Cork Film Festival Review: Halley (2012)
Cast: Alberto Trujillo, Hugo Albores, Luly Trueba
Director: Sebastian Hofmann
Country: Mexico
Genre: Drama | Horror
Official Website: Here
Editor’s Note: The following review is part of our coverage of the Cork Film Festival. For more information on the festival visit corkfilmfest.org or follow the Cork Film Festival on Twitter at @CorkFilmFest.
“Illness and sin are one” is what’s intoned by a preacher at the halfway point of Halley, a horror movie that’s wholly committed to rendering in realist terms the life—or is that death?—of a zombie. If that sounds like material for a comedy, it shouldn’t; much as Harold’s Going Stiff proved with warmth and wit how these cadaverous characters can be played for laughs, it’s much more the concern of Mexican director Sebastián Hoffman to exploit the idea of zombification for a psychological and philosophical study of our relationship to death. No doubt his protagonist Beto would dispute the preacher; the state of prehumous decay in which he starts the movie is nothing if not punishment without provocation.
Paramount to the film’s eerie existentialism is the performance of Alberto Trujillo, an extraordinary actor whose wretched physique and ravaged face telegraph the terrifying revelation of bodily decay to come.
Paramount to the film’s eerie existentialism is the performance of Alberto Trujillo, an extraordinary actor whose wretched physique and ravaged face telegraph the terrifying revelation of bodily decay to come. Silent more often than not, it’s through his breathing and the way he carries himself—or indeed fails to do so—that the character is created and his corrosion conveyed. As much admiration is due the make-up team, it’s more Trujillo’s morose mannerisms that convey the extent of his agony. It’s evidently as much psychological pain as it is physical: to decompose without dying, it’s fair to assume, is an awkward invocation of identity crisis; this character is not so much thrust into asking who, but more prominently what and why.
C’est la vie, as any able-bodied atheist will gladly tell you, but to imagine faithlessness brings fearlessness is to forget the mundanity with which mortality takes hold in an irreligious reality. Hoffman’s single church-set scene, that in which the crucial quote is uttered, is essential to the film’s philosophy.
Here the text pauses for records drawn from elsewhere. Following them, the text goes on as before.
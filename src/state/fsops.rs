//! Filesystem primitives for documents and version storage
//!
//! Documents are written to a temp file in the destination directory and then
//! renamed into place. Directory trees are staged beside their destination and
//! swapped in wholesale, never merged into an existing tree.

use crate::error::{IoContext, LifecycleError, LifecycleResult};
use sha2::{Digest, Sha256};
use std::fs;
use std::io::Write;
use std::path::{Path, PathBuf};
use tempfile::{NamedTempFile, TempDir};
use walkdir::WalkDir;

/// Atomically replace `path` with `content`
pub fn write_atomic(path: &Path, content: &[u8]) -> LifecycleResult<()> {
    let parent = parent_dir(path)?;
    fs::create_dir_all(parent).at_path(parent)?;

    let mut temp_file = NamedTempFile::new_in(parent).at_path(parent)?;
    temp_file.write_all(content).at_path(temp_file.path())?;
    temp_file.as_file().sync_all().at_path(temp_file.path())?;

    temp_file
        .persist(path)
        .map_err(|e| LifecycleError::io(path, e.error))?;
    Ok(())
}

/// Serialize `value` as pretty JSON and write it atomically
pub fn write_json_atomic<T: serde::Serialize>(path: &Path, value: &T) -> LifecycleResult<()> {
    let content = serde_json::to_string_pretty(value)?;
    write_atomic(path, content.as_bytes())
}

/// A directory being assembled next to its final location
///
/// Dropping it without `commit` discards everything written so far.
#[derive(Debug)]
pub struct StagedDir {
    temp: TempDir,
    content: PathBuf,
}

impl StagedDir {
    /// Create a staging area in the same parent as `destination`
    pub fn beside(destination: &Path) -> LifecycleResult<Self> {
        let parent = parent_dir(destination)?;
        fs::create_dir_all(parent).at_path(parent)?;

        let temp = tempfile::Builder::new()
            .prefix(".staging-")
            .tempdir_in(parent)
            .at_path(parent)?;
        let content = temp.path().join("content");
        fs::create_dir(&content).at_path(&content)?;
        Ok(Self { temp, content })
    }

    pub fn path(&self) -> &Path {
        &self.content
    }

    /// Swap the staged tree into `destination`, removing whatever was there
    pub fn commit(self, destination: &Path) -> LifecycleResult<()> {
        remove_dir_if_exists(destination)?;
        fs::rename(&self.content, destination).at_path(destination)?;
        drop(self.temp);
        Ok(())
    }
}

/// Recursively copy `src` into `dst` (created if missing)
pub fn copy_dir_all(src: &Path, dst: &Path) -> LifecycleResult<()> {
    if !src.is_dir() {
        return Err(LifecycleError::io(
            src,
            std::io::Error::new(std::io::ErrorKind::NotFound, "source tree does not exist"),
        ));
    }

    fs::create_dir_all(dst).at_path(dst)?;

    for entry in WalkDir::new(src).min_depth(1).follow_links(false) {
        let entry = entry.map_err(|e| {
            let path = e.path().map(Path::to_path_buf).unwrap_or_else(|| src.to_path_buf());
            LifecycleError::io(path, e.into())
        })?;

        let rel_path = entry
            .path()
            .strip_prefix(src)
            .map_err(|e| LifecycleError::Integrity(e.to_string()))?;
        let target = dst.join(rel_path);
        let file_type = entry.file_type();

        if file_type.is_dir() {
            fs::create_dir_all(&target).at_path(&target)?;
        } else if file_type.is_symlink() {
            copy_symlink(entry.path(), &target)?;
        } else {
            fs::copy(entry.path(), &target).at_path(&target)?;
        }
    }

    Ok(())
}

/// Replace `dst` wholesale with a copy of `src`
pub fn replace_dir(src: &Path, dst: &Path) -> LifecycleResult<()> {
    let staged = StagedDir::beside(dst)?;
    copy_dir_all(src, staged.path())?;
    staged.commit(dst)
}

pub fn remove_dir_if_exists(path: &Path) -> LifecycleResult<()> {
    match fs::remove_dir_all(path) {
        Ok(()) => Ok(()),
        Err(e) if e.kind() == std::io::ErrorKind::NotFound => Ok(()),
        Err(e) => Err(LifecycleError::io(path, e)),
    }
}

/// Copy a binary and mark the copy executable
pub fn copy_executable(src: &Path, dst: &Path) -> LifecycleResult<()> {
    let parent = parent_dir(dst)?;
    fs::create_dir_all(parent).at_path(parent)?;
    fs::copy(src, dst).at_path(dst)?;
    make_executable(dst)
}

#[cfg(unix)]
pub fn make_executable(path: &Path) -> LifecycleResult<()> {
    use std::os::unix::fs::PermissionsExt;

    let mut permissions = fs::metadata(path).at_path(path)?.permissions();
    permissions.set_mode(permissions.mode() | 0o755);
    fs::set_permissions(path, permissions).at_path(path)
}

#[cfg(not(unix))]
pub fn make_executable(_path: &Path) -> LifecycleResult<()> {
    Ok(())
}

/// Content digest of a directory tree: relative paths and file bytes, in sorted order
pub fn tree_digest(root: &Path) -> LifecycleResult<String> {
    let mut hasher = Sha256::new();

    for entry in WalkDir::new(root)
        .min_depth(1)
        .follow_links(false)
        .sort_by_file_name()
    {
        let entry = entry.map_err(|e| LifecycleError::io(root, e.into()))?;
        let rel_path = entry
            .path()
            .strip_prefix(root)
            .map_err(|e| LifecycleError::Integrity(e.to_string()))?;
        let rel = rel_path
            .components()
            .map(|c| c.as_os_str().to_string_lossy())
            .collect::<Vec<_>>()
            .join("/");

        let file_type = entry.file_type();
        if file_type.is_dir() {
            hasher.update(b"d:");
            hasher.update(rel.as_bytes());
            hasher.update(b"\0");
        } else if file_type.is_symlink() {
            let link = fs::read_link(entry.path()).at_path(entry.path())?;
            hasher.update(b"l:");
            hasher.update(rel.as_bytes());
            hasher.update(b"\0");
            hasher.update(link.to_string_lossy().as_bytes());
            hasher.update(b"\0");
        } else {
            let bytes = fs::read(entry.path()).at_path(entry.path())?;
            hasher.update(b"f:");
            hasher.update(rel.as_bytes());
            hasher.update(b"\0");
            hasher.update((bytes.len() as u64).to_le_bytes());
            hasher.update(&bytes);
        }
    }

    Ok(format!("sha256:{:x}", hasher.finalize()))
}

#[cfg(unix)]
fn copy_symlink(src: &Path, dst: &Path) -> LifecycleResult<()> {
    let link = fs::read_link(src).at_path(src)?;
    std::os::unix::fs::symlink(&link, dst).at_path(dst)
}

#[cfg(not(unix))]
fn copy_symlink(src: &Path, dst: &Path) -> LifecycleResult<()> {
    fs::copy(src, dst).at_path(dst)?;
    Ok(())
}

fn parent_dir(path: &Path) -> LifecycleResult<&Path> {
    path.parent().ok_or_else(|| {
        LifecycleError::Integrity(format!("path has no parent directory: {}", path.display()))
    })
}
Overexposed to a point of unmissable irony, the saintly sheen that bathes the congregation touches all but Beto, who remains drowned in the same darkness that shades him throughout the movie. He faces fatality free of the comfort of Christ; death is his only afterlife, a fact frighteningly manifested in his becoming the walking dead. “You could burn, turn to ashes, and still exist,” suggests a coroner in whose morgue he awakens one day. Would that he could believe in a god instead.
Favouring an aloof aesthetic that might easily be called clinical, he drowns his frames in darkness when he isn’t showcasing their symmetry, making of Beto’s home an impersonal and empty space despite the objects therein.
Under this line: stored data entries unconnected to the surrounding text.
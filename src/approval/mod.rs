//! Approval gating for regeneration
//!
//! Turns an obsolescence verdict into an authorization to regenerate. Policy
//! lives in `ApprovalGate`; reviewer I/O lives behind `ReviewDecider`.

mod gate;
mod reviewer;

pub use gate::{format_approval_summary, ApprovalGate, AUTO_APPROVAL_NOTE};
pub use reviewer::{
    parse_modifications, ConsoleReviewer, PolicyReviewer, ReviewDecider, ReviewResponse,
};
But benevolent beings seem beyond belief indeed in the world Hoffman here constructs. Favouring an aloof aesthetic that might easily be called clinical, he drowns his frames in darkness when he isn’t showcasing their symmetry, making of Beto’s home an impersonal and empty space despite the objects therein. Plastic-clad furniture and sparkling silverware give the impression of a life never lived but presented as though it were. And that’s an aspect that extends beyond Beto, too: the gym at which he serves as security guard, its sickly lighting ill-distinguished from that of the morgue, plays host to bodies fine-tuned for appearance’s sake; the bus he takes home, its sombre occupants each engaged only with themselves, cake make-up on their faces to offer the illusion of youth.
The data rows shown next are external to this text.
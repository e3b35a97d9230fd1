//! Version ledger data model
//!
//! The ledger is the single source of truth for which artifact versions exist
//! and which one is active. The active version is never cached anywhere else;
//! it is resolved by scanning `versions`.

use chrono::{DateTime, Utc};
use serde::{Deserialize, Serialize};
use std::path::PathBuf;

/// Lifecycle status of a generated artifact version
#[derive(Debug, Clone, Copy, Serialize, Deserialize, PartialEq, Eq)]
#[serde(rename_all = "lowercase")]
pub enum VersionStatus {
    Active,
    Archived,
    Failed,
}

impl std::fmt::Display for VersionStatus {
    fn fmt(&self, f: &mut std::fmt::Formatter<'_>) -> std::fmt::Result {
        let label = match self {
            VersionStatus::Active => "active",
            VersionStatus::Archived => "archived",
            VersionStatus::Failed => "failed",
        };
        f.write_str(label)
    }
}

/// Where a version came from
#[derive(Debug, Clone, Default, Serialize, Deserialize, PartialEq)]
pub struct GenerationProvenance {
    /// Model identifier used by the generation step
    #[serde(default)]
    pub model: Option<String>,

    /// Generation cost in USD, when the generator reports it
    #[serde(default)]
    pub cost_usd: Option<f64>,
}

impl GenerationProvenance {
    pub fn new(model: impl Into<String>, cost_usd: Option<f64>) -> Self {
        Self {
            model: Some(model.into()),
            cost_usd,
        }
    }
}

/// Lightweight checkpoint note attached to a version
#[derive(Debug, Clone, Serialize, Deserialize, PartialEq)]
pub struct Checkpoint {
    pub created_at: DateTime<Utc>,
    pub notes: String,
}

/// One artifact generation
#[derive(Debug, Clone, Serialize, Deserialize, PartialEq)]
pub struct VersionMetadata {
    /// Monotonic version number, never reused
    pub version: u32,

    pub created_at: DateTime<Utc>,

    /// Stored copy of the generated source tree
    pub source_path: PathBuf,

    /// Stored copy of the compiled binary
    #[serde(default)]
    pub binary_path: Option<PathBuf>,

    pub status: VersionStatus,

    #[serde(default)]
    pub provenance: GenerationProvenance,

    pub validation_passed: bool,

    #[serde(default)]
    pub notes: Option<String>,

    /// Digest of the stored source tree (see `fsops::tree_digest`)
    #[serde(default)]
    pub source_digest: Option<String>,

    #[serde(default)]
    pub checkpoints: Vec<Checkpoint>,
}

impl VersionMetadata {
    pub fn is_active(&self) -> bool {
        self.status == VersionStatus::Active
    }
}

/// Persisted ledger document for one codebase
#[derive(Debug, Clone, Default, Serialize, Deserialize, PartialEq)]
pub struct VersionLedger {
    #[serde(default)]
    pub codebase: String,

    /// Every known version, kept in ascending version order
    #[serde(default)]
    pub versions: Vec<VersionMetadata>,

    /// Numbers of deleted versions, so they are never handed out again
    #[serde(default)]
    pub retired_versions: Vec<u32>,
}

impl VersionLedger {
    pub fn new(codebase: impl Into<String>) -> Self {
        Self {
            codebase: codebase.into(),
            versions: Vec::new(),
            retired_versions: Vec::new(),
        }
    }

    /// `1 + max(known version numbers)`, including retired ones
    pub fn next_version(&self) -> u32 {
        self.versions
            .iter()
            .map(|v| v.version)
            .chain(self.retired_versions.iter().copied())
            .max()
            .map_or(1, |max| max + 1)
    }

    pub fn find(&self, version: u32) -> Option<&VersionMetadata> {
        self.versions.iter().find(|v| v.version == version)
    }

    pub fn find_mut(&mut self, version: u32) -> Option<&mut VersionMetadata> {
        self.versions.iter_mut().find(|v| v.version == version)
    }

    /// The active version, resolved by scanning the ledger
    pub fn active(&self) -> Option<&VersionMetadata> {
        self.versions.iter().find(|v| v.is_active())
    }

    /// Make `version` the only active entry. Returns whether anything changed.
    ///
    /// Callers must check that `version` exists first.
    pub fn activate(&mut self, version: u32) -> bool {
        let mut changed = false;
        for entry in &mut self.versions {
            if entry.version == version {
                if entry.status != VersionStatus::Active {
                    entry.status = VersionStatus::Active;
                    changed = true;
                }
            } else if entry.status == VersionStatus::Active {
                entry.status = VersionStatus::Archived;
                changed = true;
            }
        }
        changed
    }

    /// Insert keeping ascending order
    pub fn insert(&mut self, metadata: VersionMetadata) {
        let position = self
            .versions
            .iter()
            .position(|v| v.version > metadata.version)
            .unwrap_or(self.versions.len());
        self.versions.insert(position, metadata);
    }

    /// Remove an entry and retire its number
    pub fn remove(&mut self, version: u32) -> Option<VersionMetadata> {
        let index = self.versions.iter().position(|v| v.version == version)?;
        let removed = self.versions.remove(index);
        if !self.retired_versions.contains(&version) {
            self.retired_versions.push(version);
            self.retired_versions.sort_unstable();
        }
        Some(removed)
    }

    pub fn sort(&mut self) {
        self.versions.sort_by_key(|v| v.version);
    }
}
Hard as Hoffman and Trujillo may work to make a hauntingly hollow being of Beto, his decline is ultimately only an immediately more visible incarnation of our own. We’re each every day trudging closer toward death, perhaps not with so much vulgarity and visibility, but with at least the same sense of certainty about it all. Creepy as the cinematography might make it, eerie as the score’s refrigerator-like hums are, it’s evident that Halley’s relentless realism is there because it is all real. “It feels like it’s always been like this,” laments Beto as he sits naked before the coroner, whose comfort in talking so candidly to a dead man is indication enough of exactly how lifelike he—and it—is.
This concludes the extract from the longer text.